* [Task brief]
The records below need to be restated word for word.

* [Extracted data]
════════════════════

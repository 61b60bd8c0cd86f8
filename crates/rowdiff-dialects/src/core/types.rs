//! Portable column types and schema rows.
//!
//! These types provide the backend-independent representation of column
//! metadata that the diff engine consumes. Every backend projects its native
//! catalog into [`RawSchemaRow`] values, which a [`TypeMap`] then resolves
//! into [`ColumnType`] descriptors.

use std::fmt;

use serde::{Deserialize, Serialize};

use crate::error::{DialectError, Result};

/// The fixed, backend-independent enumeration of column kinds.
///
/// The diff engine chooses its comparison strategy per column from this tag
/// (e.g. numeric tolerance for `Decimal`, canonical text for `Timestamp`).
#[derive(Debug, Clone, Copy, PartialEq, Eq, Hash, Serialize, Deserialize)]
#[serde(rename_all = "lowercase")]
pub enum ColKind {
    String,
    Varchar,
    Char,
    Boolean,
    TinyInt,
    SmallInt,
    Int,
    BigInt,
    Float,
    Double,
    Real,
    Decimal,
    Timestamp,
    Date,
}

impl ColKind {
    /// Whether this kind carries numeric precision/scale.
    pub fn is_numeric(self) -> bool {
        matches!(
            self,
            ColKind::TinyInt
                | ColKind::SmallInt
                | ColKind::Int
                | ColKind::BigInt
                | ColKind::Float
                | ColKind::Double
                | ColKind::Real
                | ColKind::Decimal
        )
    }

    /// Whether this kind carries a datetime precision.
    pub fn is_temporal(self) -> bool {
        matches!(self, ColKind::Timestamp | ColKind::Date)
    }

    /// Whether values of this kind are already textual.
    pub fn is_text(self) -> bool {
        matches!(self, ColKind::String | ColKind::Varchar | ColKind::Char)
    }

    /// Stable lowercase name, used in logs and serialized descriptors.
    pub fn as_str(self) -> &'static str {
        match self {
            ColKind::String => "string",
            ColKind::Varchar => "varchar",
            ColKind::Char => "char",
            ColKind::Boolean => "boolean",
            ColKind::TinyInt => "tinyint",
            ColKind::SmallInt => "smallint",
            ColKind::Int => "int",
            ColKind::BigInt => "bigint",
            ColKind::Float => "float",
            ColKind::Double => "double",
            ColKind::Real => "real",
            ColKind::Decimal => "decimal",
            ColKind::Timestamp => "timestamp",
            ColKind::Date => "date",
        }
    }
}

impl fmt::Display for ColKind {
    fn fmt(&self, f: &mut fmt::Formatter<'_>) -> fmt::Result {
        f.write_str(self.as_str())
    }
}

/// Portable descriptor for one column.
#[derive(Debug, Clone, PartialEq, Eq, Serialize, Deserialize)]
pub struct ColumnType {
    /// The type name as reported by the backend catalog.
    pub native_name: String,
    /// Portable kind resolved from the backend's type table.
    pub kind: ColKind,
    /// Datetime precision for temporal kinds, numeric precision otherwise.
    pub precision: Option<u32>,
    /// Numeric scale, where the catalog reports one.
    pub scale: Option<u32>,
}

/// One row of the fixed five-field catalog projection.
///
/// Every backend's schema query returns rows in exactly this shape, whatever
/// the physical layout of its catalog:
/// `(column_name, native_type_name, datetime_precision?, numeric_precision?,
/// numeric_scale?)`.
#[derive(Debug, Clone, PartialEq, Eq)]
pub struct RawSchemaRow {
    pub column_name: String,
    pub native_type: String,
    pub datetime_precision: Option<u32>,
    pub numeric_precision: Option<u32>,
    pub numeric_scale: Option<u32>,
}

/// How a backend matches native type names against its type table.
///
/// The convention varies by backend and is declared explicitly per binding
/// rather than assumed.
#[derive(Debug, Clone, Copy, PartialEq, Eq)]
pub enum CaseMatch {
    /// Names must match the table entries byte for byte.
    Sensitive,
    /// Names are compared ASCII case-insensitively.
    Insensitive,
}

/// Fixed mapping from native type-name strings to portable kinds.
///
/// Constructed once per backend from a static table. Lookup failure is an
/// [`DialectError::UnsupportedType`] error, never a silent default.
#[derive(Debug, Clone)]
pub struct TypeMap {
    backend: &'static str,
    case: CaseMatch,
    entries: &'static [(&'static str, ColKind)],
}

impl TypeMap {
    /// Create a type map over a static entry table.
    pub const fn new(
        backend: &'static str,
        case: CaseMatch,
        entries: &'static [(&'static str, ColKind)],
    ) -> Self {
        Self {
            backend,
            case,
            entries,
        }
    }

    /// Backend this map belongs to.
    pub fn backend(&self) -> &'static str {
        self.backend
    }

    /// The declared name-matching convention.
    pub fn case_match(&self) -> CaseMatch {
        self.case
    }

    /// All native names in the fixed table.
    pub fn native_names(&self) -> impl Iterator<Item = &'static str> + '_ {
        self.entries.iter().map(|(name, _)| *name)
    }

    /// Resolve a native type name to its portable kind.
    ///
    /// # Errors
    ///
    /// Returns [`DialectError::UnsupportedType`] when the name is not in the
    /// table.
    pub fn resolve(&self, native: &str) -> Result<ColKind> {
        let hit = self.entries.iter().find(|(name, _)| match self.case {
            CaseMatch::Sensitive => *name == native,
            CaseMatch::Insensitive => name.eq_ignore_ascii_case(native),
        });

        match hit {
            Some((_, kind)) => Ok(*kind),
            None => Err(DialectError::UnsupportedType {
                backend: self.backend,
                native_type: native.to_string(),
            }),
        }
    }

    /// Resolve a raw catalog row into a portable column descriptor.
    ///
    /// Temporal kinds take their precision from `datetime_precision`, numeric
    /// kinds from `numeric_precision`; other kinds carry none.
    pub fn column_type(&self, row: &RawSchemaRow) -> Result<ColumnType> {
        let kind = self.resolve(&row.native_type)?;
        let precision = if kind.is_temporal() {
            row.datetime_precision
        } else if kind.is_numeric() {
            row.numeric_precision
        } else {
            None
        };
        let scale = if kind.is_numeric() {
            row.numeric_scale
        } else {
            None
        };
        Ok(ColumnType {
            native_name: row.native_type.clone(),
            kind,
            precision,
            scale,
        })
    }
}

════════════════════

* [Solution for this exercise]
repository 61b60bd8c0cd86f8
filename crates/rowdiff-dialects/src/core/types.rs
//! Portable column types and schema rows.
//!
//! These types provide the backend-independent representation of column
//! metadata that the diff engine consumes. Every backend projects its native
//! catalog into [`RawSchemaRow`] values, which a [`TypeMap`] then resolves
//! into [`ColumnType`] descriptors.

use std::fmt;

use serde::{Deserialize, Serialize};

use crate::error::{DialectError, Result};

/// The fixed, backend-independent enumeration of column kinds.
///
/// The diff engine chooses its comparison strategy per column from this tag
/// (e.g. numeric tolerance for `Decimal`, canonical text for `Timestamp`).
#[derive(Debug, Clone, Copy, PartialEq, Eq, Hash, Serialize, Deserialize)]
#[serde(rename_all = "lowercase")]
pub enum ColKind {
    String,
    Varchar,
    Char,
    Boolean,
    TinyInt,
    SmallInt,
    Int,
    BigInt,
    Float,
    Double,
    Real,
    Decimal,
    Timestamp,
    Date,
}

impl ColKind {
    /// Whether this kind carries numeric precision/scale.
    pub fn is_numeric(self) -> bool {
        matches!(
            self,
            ColKind::TinyInt
                | ColKind::SmallInt
                | ColKind::Int
                | ColKind::BigInt
                | ColKind::Float
                | ColKind::Double
                | ColKind::Real
                | ColKind::Decimal
        )
    }

    /// Whether this kind carries a datetime precision.
    pub fn is_temporal(self) -> bool {
        matches!(self, ColKind::Timestamp | ColKind::Date)
    }

    /// Whether values of this kind are already textual.
    pub fn is_text(self) -> bool {
        matches!(self, ColKind::String | ColKind::Varchar | ColKind::Char)
    }

    /// Stable lowercase name, used in logs and serialized descriptors.
    pub fn as_str(self) -> &'static str {
        match self {
            ColKind::String => "string",
            ColKind::Varchar => "varchar",
            ColKind::Char => "char",
            ColKind::Boolean => "boolean",
            ColKind::TinyInt => "tinyint",
            ColKind::SmallInt => "smallint",
            ColKind::Int => "int",
            ColKind::BigInt => "bigint",
            ColKind::Float => "float",
            ColKind::Double => "double",
            ColKind::Real => "real",
            ColKind::Decimal => "decimal",
            ColKind::Timestamp => "timestamp",
            ColKind::Date => "date",
        }
    }
}

impl fmt::Display for ColKind {
    fn fmt(&self, f: &mut fmt::Formatter<'_>) -> fmt::Result {
        f.write_str(self.as_str())
    }
}

/// Portable descriptor for one column.
#[derive(Debug, Clone, PartialEq, Eq, Serialize, Deserialize)]
pub struct ColumnType {
    /// The type name as reported by the backend catalog.
    pub native_name: String,
    /// Portable kind resolved from the backend's type table.
    pub kind: ColKind,
    /// Datetime precision for temporal kinds, numeric precision otherwise.
    pub precision: Option<u32>,
    /// Numeric scale, where the catalog reports one.
    pub scale: Option<u32>,
}

/// One row of the fixed five-field catalog projection.
///
/// Every backend's schema query returns rows in exactly this shape, whatever
/// the physical layout of its catalog:
/// `(column_name, native_type_name, datetime_precision?, numeric_precision?,
/// numeric_scale?)`.
#[derive(Debug, Clone, PartialEq, Eq)]
pub struct RawSchemaRow {
    pub column_name: String,
    pub native_type: String,
    pub datetime_precision: Option<u32>,
    pub numeric_precision: Option<u32>,
    pub numeric_scale: Option<u32>,
}

/// How a backend matches native type names against its type table.
///
/// The convention varies by backend and is declared explicitly per binding
/// rather than assumed.
#[derive(Debug, Clone, Copy, PartialEq, Eq)]
pub enum CaseMatch {
    /// Names must match the table entries byte for byte.
    Sensitive,
    /// Names are compared ASCII case-insensitively.
    Insensitive,
}

/// Fixed mapping from native type-name strings to portable kinds.
///
/// Constructed once per backend from a static table. Lookup failure is an
/// [`DialectError::UnsupportedType`] error, never a silent default.
#[derive(Debug, Clone)]
pub struct TypeMap {
    backend: &'static str,
    case: CaseMatch,
    entries: &'static [(&'static str, ColKind)],
}

impl TypeMap {
    /// Create a type map over a static entry table.
    pub const fn new(
        backend: &'static str,
        case: CaseMatch,
        entries: &'static [(&'static str, ColKind)],
    ) -> Self {
        Self {
            backend,
            case,
            entries,
        }
    }

    /// Backend this map belongs to.
    pub fn backend(&self) -> &'static str {
        self.backend
    }

    /// The declared name-matching convention.
    pub fn case_match(&self) -> CaseMatch {
        self.case
    }

    /// All native names in the fixed table.
    pub fn native_names(&self) -> impl Iterator<Item = &'static str> + '_ {
        self.entries.iter().map(|(name, _)| *name)
    }

    /// Resolve a native type name to its portable kind.
    ///
    /// # Errors
    ///
    /// Returns [`DialectError::UnsupportedType`] when the name is not in the
    /// table.
    pub fn resolve(&self, native: &str) -> Result<ColKind> {
        let hit = self.entries.iter().find(|(name, _)| match self.case {
            CaseMatch::Sensitive => *name == native,
            CaseMatch::Insensitive => name.eq_ignore_ascii_case(native),
        });

        match hit {
            Some((_, kind)) => Ok(*kind),
            None => Err(DialectError::UnsupportedType {
                backend: self.backend,
                native_type: native.to_string(),
            }),
        }
    }

    /// Resolve a raw catalog row into a portable column descriptor.
    ///
    /// Temporal kinds take their precision from `datetime_precision`, numeric
    /// kinds from `numeric_precision`; other kinds carry none.
    pub fn column_type(&self, row: &RawSchemaRow) -> Result<ColumnType> {
        let kind = self.resolve(&row.native_type)?;
        let precision = if kind.is_temporal() {
            row.datetime_precision
        } else if kind.is_numeric() {
            row.numeric_precision
        } else {
            None
        };
        let scale = if kind.is_numeric() {
            row.numeric_scale
        } else {
            None
        };
        Ok(ColumnType {
            native_name: row.native_type.clone(),
            kind,
            precision,
            scale,
        })
    }
}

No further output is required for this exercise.